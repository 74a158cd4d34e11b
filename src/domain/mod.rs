// Domain layer: models, ports and the site's static reference data.

pub mod areas;
pub mod catalog;
pub mod contact;
pub mod model;
pub mod options;
pub mod ports;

☆ ☆ ☆

» **Work order**
From the first line to the last, please write out the entries exactly.

» **Task response**
repository 74a158cd4d34e11b
filename src/domain/mod.rs
// Domain layer: models, ports and the site's static reference data.

pub mod areas;
pub mod catalog;
pub mod contact;
pub mod model;
pub mod options;
pub mod ports;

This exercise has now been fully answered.